About this task ▸ Write each line exactly as it stands, from the line containing "if let Some(tx)" through the end of the data.
Start of Provided entries
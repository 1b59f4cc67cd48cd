//! Click-through window styles and layered-window opacity

/// `WS_EX_TRANSPARENT`: hit testing skips the window
pub const EX_TRANSPARENT: u32 = 0x0000_0020;
/// `WS_EX_LAYERED`: per-window alpha is honored
pub const EX_LAYERED: u32 = 0x0008_0000;

/// Extended style with click-through switched on or off.
///
/// The window stays layered either way so its opacity survives the toggle.
pub fn click_through_style(ex_style: u32, enabled: bool) -> u32 {
    if enabled {
        ex_style | EX_TRANSPARENT | EX_LAYERED
    } else {
        (ex_style & !EX_TRANSPARENT) | EX_LAYERED
    }
}

/// Layered-window alpha for an opacity in `[0, 1]`
pub fn opacity_to_alpha(opacity: f32) -> u8 {
    let opacity = if opacity.is_nan() { 1.0 } else { opacity.clamp(0.0, 1.0) };
    (opacity * 255.0).round() as u8
}

#[cfg(windows)]
pub use platform::set_click_through;

#[cfg(windows)]
mod platform {
    use super::click_through_style;
    use log::{debug, warn};
    use windows::Win32::Foundation::{GetLastError, SetLastError, HWND, WIN32_ERROR};
    use windows::Win32::UI::WindowsAndMessaging::{GetWindowLongW, SetWindowLongW, GWL_EXSTYLE};

    /// Apply click-through to a live window. Failures are logged, not raised.
    pub fn set_click_through(hwnd: HWND, enabled: bool) {
        if hwnd.is_invalid() {
            return;
        }

        unsafe {
            let current = GetWindowLongW(hwnd, GWL_EXSTYLE) as u32;
            let updated = click_through_style(current, enabled);
            if updated == current {
                return;
            }

            // SetWindowLongW returns 0 both on failure and when the old value was 0.
            SetLastError(WIN32_ERROR(0));
            if SetWindowLongW(hwnd, GWL_EXSTYLE, updated as i32) == 0 {
                let err = GetLastError();
                if err.0 != 0 {
                    warn!("Failed to set click-through={}: error {}", enabled, err.0);
                    return;
                }
            }
        }

        debug!("Click-through {}", if enabled { "on" } else { "off" });
    }
}

#[cfg(test)]
mod tests {
    use super::*;

    const EX_TOPMOST: u32 = 0x0000_0008;

    #[test]
    fn enabling_sets_transparent_and_layered() {
        let style = click_through_style(EX_TOPMOST, true);
        assert_eq!(style, EX_TOPMOST | EX_TRANSPARENT | EX_LAYERED);
    }

    #[test]
    fn disabling_clears_only_transparent() {
        let style = click_through_style(EX_TOPMOST | EX_TRANSPARENT | EX_LAYERED, false);
        assert_eq!(style, EX_TOPMOST | EX_LAYERED);
    }

    #[test]
    fn disabling_keeps_window_layered() {
        assert_eq!(click_through_style(0, false), EX_LAYERED);
    }

    #[test]
    fn toggle_is_idempotent() {
        let once = click_through_style(EX_TOPMOST, true);
        assert_eq!(click_through_style(once, true), once);
    }

    #[test]
    fn alpha_conversion() {
        assert_eq!(opacity_to_alpha(1.0), 255);
        assert_eq!(opacity_to_alpha(0.0), 0);
        assert_eq!(opacity_to_alpha(0.5), 128);
        assert_eq!(opacity_to_alpha(3.0), 255);
    }
}
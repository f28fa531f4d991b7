//! Batch processor
//!
//! Enumeration runs on the calling task: count once, then fetch batches on
//! the blocking pool and dispatch each record behind a semaphore permit. A
//! separate collector task owns the tally; every record reaches it exactly
//! once through its [`Done`] signal, and records that were never dispatched
//! reach it as a single `Unreached` signal. The collector finishes when the
//! last sender is gone, which is the fan-in point.

use std::fmt;
use std::future::Future;
use std::sync::Arc;
use std::time::Instant;

use futures::FutureExt;
use futures::future::BoxFuture;
use tokio::sync::{OwnedSemaphorePermit, Semaphore, mpsc, watch};
use tokio_util::sync::CancellationToken;

use super::done::{Completion, Signal};
use super::{BatchOptions, BatchProgress, BatchRecord, BatchReport, Done, RecordStore, StoreError, StoreResult};

// ─────────────────────────────────────────────────────────────────────────────
// Operation
// ─────────────────────────────────────────────────────────────────────────────

type BlockingFn<R> = Arc<dyn Fn(R, Done) + Send + Sync>;
type AsyncFn<R> = Arc<dyn Fn(R, Done) -> BoxFuture<'static, ()> + Send + Sync>;

enum Operation<R> {
    Blocking(BlockingFn<R>),
    Async(AsyncFn<R>),
}

/// Per-record operation applied by the processor
///
/// Blocking operations run on tokio's blocking pool; async operations are
/// spawned as tasks. Either way the operation owns the record's [`Done`].
pub struct BatchOperation<R> {
    inner: Operation<R>,
}

impl<R: Send + 'static> BatchOperation<R> {
    /// Operation that signals completion itself
    pub fn new<F>(f: F) -> Self
    where
        F: Fn(R, Done) + Send + Sync + 'static,
    {
        Self {
            inner: Operation::Blocking(Arc::new(f)),
        }
    }

    /// Blocking operation whose result is the completion signal
    pub fn from_fn<F, E>(f: F) -> Self
    where
        F: Fn(R) -> Result<(), E> + Send + Sync + 'static,
        E: fmt::Display,
    {
        Self::new(move |record, done| done.finish(f(record)))
    }

    /// Async operation whose result is the completion signal
    pub fn from_async<F, Fut, E>(f: F) -> Self
    where
        F: Fn(R) -> Fut + Send + Sync + 'static,
        Fut: Future<Output = Result<(), E>> + Send + 'static,
        E: fmt::Display + Send + 'static,
    {
        Self {
            inner: Operation::Async(Arc::new(move |record, done| {
                let fut = f(record);
                async move { done.finish(fut.await) }.boxed()
            })),
        }
    }

    fn dispatch(&self, record: R, done: Done) {
        match &self.inner {
            Operation::Blocking(f) => {
                let f = Arc::clone(f);
                tokio::task::spawn_blocking(move || f(record, done));
            }
            Operation::Async(f) => {
                tokio::spawn(f(record, done));
            }
        }
    }
}

impl<R> Clone for BatchOperation<R> {
    fn clone(&self) -> Self {
        let inner = match &self.inner {
            Operation::Blocking(f) => Operation::Blocking(Arc::clone(f)),
            Operation::Async(f) => Operation::Async(Arc::clone(f)),
        };
        Self { inner }
    }
}

impl<R> fmt::Debug for BatchOperation<R> {
    fn fmt(&self, f: &mut fmt::Formatter<'_>) -> fmt::Result {
        let kind = match self.inner {
            Operation::Blocking(_) => "blocking",
            Operation::Async(_) => "async",
        };
        f.debug_struct("BatchOperation").field("kind", &kind).finish()
    }
}

// ─────────────────────────────────────────────────────────────────────────────
// Processor
// ─────────────────────────────────────────────────────────────────────────────

/// Streams a store's matching records through an operation
pub struct BatchProcessor<S: RecordStore> {
    store: Arc<S>,
    options: BatchOptions,
    label: String,
    progress: Option<watch::Sender<BatchProgress>>,
    cancel: Option<CancellationToken>,
}

impl<S: RecordStore> BatchProcessor<S> {
    pub fn new(store: Arc<S>, options: BatchOptions) -> Self {
        Self {
            store,
            options,
            label: "batch".to_string(),
            progress: None,
            cancel: None,
        }
    }

    /// Name used in log output
    pub fn with_label(mut self, label: impl Into<String>) -> Self {
        self.label = label.into();
        self
    }

    /// Publish progress snapshots on a watch channel
    pub fn with_progress(mut self, tx: watch::Sender<BatchProgress>) -> Self {
        self.progress = Some(tx);
        self
    }

    /// Stop dispatching once `token` is cancelled
    pub fn with_cancellation(mut self, token: CancellationToken) -> Self {
        self.cancel = Some(token);
        self
    }

    pub fn options(&self) -> &BatchOptions {
        &self.options
    }

    pub fn store(&self) -> &Arc<S> {
        &self.store
    }

    /// Run the operation over every record matching `filter`
    pub async fn run(&self, filter: S::Filter, op: BatchOperation<S::Record>) -> StoreResult<BatchReport> {
        self.run_with_completion(filter, op, |_, _| Ok(())).await
    }

    /// Run the operation, then call `on_complete` once with the store
    ///
    /// `on_complete` runs after every record has signalled, including when
    /// the run was cancelled or enumeration failed part way. It is not called
    /// when the initial count fails.
    pub async fn run_with_completion<C>(
        &self,
        filter: S::Filter,
        op: BatchOperation<S::Record>,
        on_complete: C,
    ) -> StoreResult<BatchReport>
    where
        C: FnOnce(&S, &BatchReport) -> StoreResult<()> + Send + 'static,
    {
        let started = Instant::now();
        let filter = Arc::new(filter);

        let total = {
            let store = Arc::clone(&self.store);
            let filter = Arc::clone(&filter);
            blocking(move || store.count(&filter)).await?
        };

        tracing::debug!(batch = %self.label, total, mode = ?self.options.mode, "Starting batch");

        let (tx, rx) = mpsc::unbounded_channel();
        let collector = tokio::spawn(collect(
            rx,
            total,
            self.label.clone(),
            self.options.progress_every,
            self.progress.clone(),
        ));

        if total > 0 {
            self.enumerate(&filter, total, &op, &tx).await;
        }
        drop(tx);

        let tally = collector.await.map_err(|e| StoreError::Task(e.to_string()))?;
        let report = BatchReport {
            total,
            succeeded: tally.succeeded,
            failed: tally.failed,
            skipped: tally.skipped,
            elapsed: started.elapsed(),
        };
        debug_assert_eq!(report.completed(), total);

        let store = Arc::clone(&self.store);
        blocking(move || on_complete(&store, &report)).await?;

        tracing::info!(
            batch = %self.label,
            total,
            succeeded = report.succeeded,
            failed = report.failed,
            skipped = report.skipped,
            elapsed_ms = report.elapsed.as_millis() as u64,
            "Batch complete"
        );
        Ok(report)
    }

    /// Dispatch up to `total` records; anything not dispatched is reported
    /// as one `Unreached` signal
    async fn enumerate(
        &self,
        filter: &Arc<S::Filter>,
        total: usize,
        op: &BatchOperation<S::Record>,
        tx: &mpsc::UnboundedSender<Completion>,
    ) {
        let semaphore = Arc::new(Semaphore::new(self.options.in_flight_limit()));
        let batch_size = self.options.batch_size.max(1);
        let mut after: Option<<S::Record as BatchRecord>::Key> = None;
        let mut dispatched = 0usize;

        let unreached = 'enumerate: loop {
            if dispatched >= total {
                break None;
            }
            if self.is_cancelled() {
                break Some((true, "batch cancelled".to_string()));
            }

            let limit = batch_size.min(total - dispatched);
            let fetched = {
                let store = Arc::clone(&self.store);
                let filter = Arc::clone(filter);
                let after = after.clone();
                blocking(move || store.fetch_batch(&filter, after.as_ref(), limit)).await
            };

            let mut batch = match fetched {
                Ok(batch) => batch,
                Err(e) => break Some((false, e.to_string())),
            };
            if batch.is_empty() {
                break Some((false, "collection shrank during the run".to_string()));
            }
            batch.truncate(limit);

            for record in batch {
                let Some(permit) = self.acquire(&semaphore).await else {
                    let skipped = self.is_cancelled();
                    let reason = if skipped { "batch cancelled" } else { "worker pool closed" };
                    break 'enumerate Some((skipped, reason.to_string()));
                };

                let key = record.key();
                let done = Done::new(format!("{key:?}"), tx.clone(), Some(permit));
                after = Some(key);
                dispatched += 1;
                op.dispatch(record, done);
            }
        };

        if let Some((skipped, reason)) = unreached {
            let _ = tx.send(Completion {
                record: String::new(),
                signal: Signal::Unreached {
                    count: total - dispatched,
                    skipped,
                    reason,
                },
            });
        }
    }

    /// Wait for an in-flight slot, giving up on cancellation
    async fn acquire(&self, semaphore: &Arc<Semaphore>) -> Option<OwnedSemaphorePermit> {
        let acquire = Arc::clone(semaphore).acquire_owned();
        match &self.cancel {
            Some(token) => tokio::select! {
                biased;
                _ = token.cancelled() => None,
                permit = acquire => permit.ok(),
            },
            None => acquire.await.ok(),
        }
    }

    fn is_cancelled(&self) -> bool {
        self.cancel.as_ref().is_some_and(|token| token.is_cancelled())
    }
}

impl<S: RecordStore> fmt::Debug for BatchProcessor<S> {
    fn fmt(&self, f: &mut fmt::Formatter<'_>) -> fmt::Result {
        f.debug_struct("BatchProcessor")
            .field("label", &self.label)
            .field("options", &self.options)
            .finish()
    }
}

async fn blocking<T, F>(f: F) -> StoreResult<T>
where
    F: FnOnce() -> StoreResult<T> + Send + 'static,
    T: Send + 'static,
{
    tokio::task::spawn_blocking(f)
        .await
        .map_err(|e| StoreError::Task(e.to_string()))?
}

// ─────────────────────────────────────────────────────────────────────────────
// Collector
// ─────────────────────────────────────────────────────────────────────────────

#[derive(Debug, Default)]
struct Tally {
    succeeded: usize,
    failed: usize,
    skipped: usize,
}

impl Tally {
    fn completed(&self) -> usize {
        self.succeeded + self.failed + self.skipped
    }
}

async fn collect(
    mut rx: mpsc::UnboundedReceiver<Completion>,
    total: usize,
    label: String,
    progress_every: usize,
    progress: Option<watch::Sender<BatchProgress>>,
) -> Tally {
    let mut tally = Tally::default();

    while let Some(Completion { record, signal }) = rx.recv().await {
        let before = tally.completed();

        match signal {
            Signal::Succeeded => tally.succeeded += 1,
            Signal::Failed(error) => {
                tally.failed += 1;
                tracing::warn!(batch = %label, record = %record, error = %error, "Batch record failed");
            }
            Signal::Unreached { count, skipped: true, reason } => {
                tally.skipped += count;
                tracing::info!(batch = %label, count, reason = %reason, "Batch records skipped");
            }
            Signal::Unreached { count, skipped: false, reason } => {
                tally.failed += count;
                tracing::warn!(batch = %label, count, reason = %reason, "Batch records unreachable");
            }
        }

        let completed = tally.completed();
        let crossed_interval = progress_every > 0 && completed / progress_every > before / progress_every;
        if crossed_interval || completed == total {
            let snapshot = BatchProgress {
                total,
                completed,
                failed: tally.failed,
            };
            if let Some(tx) = &progress {
                tx.send_replace(snapshot);
            }
            tracing::debug!(batch = %label, completed, total, failed = tally.failed, "Batch progress");
        }
    }

    tally
}

// ─────────────────────────────────────────────────────────────────────────────
// Tests
// ─────────────────────────────────────────────────────────────────────────────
End of Provided entries
Result for this exercise ▸
            if let Some(tx) = &progress {
                tx.send_replace(snapshot);
            }
            tracing::debug!(batch = %label, completed, total, failed = tally.failed, "Batch progress");
        }
    }

    tally
}

// ─────────────────────────────────────────────────────────────────────────────
// Tests
// ─────────────────────────────────────────────────────────────────────────────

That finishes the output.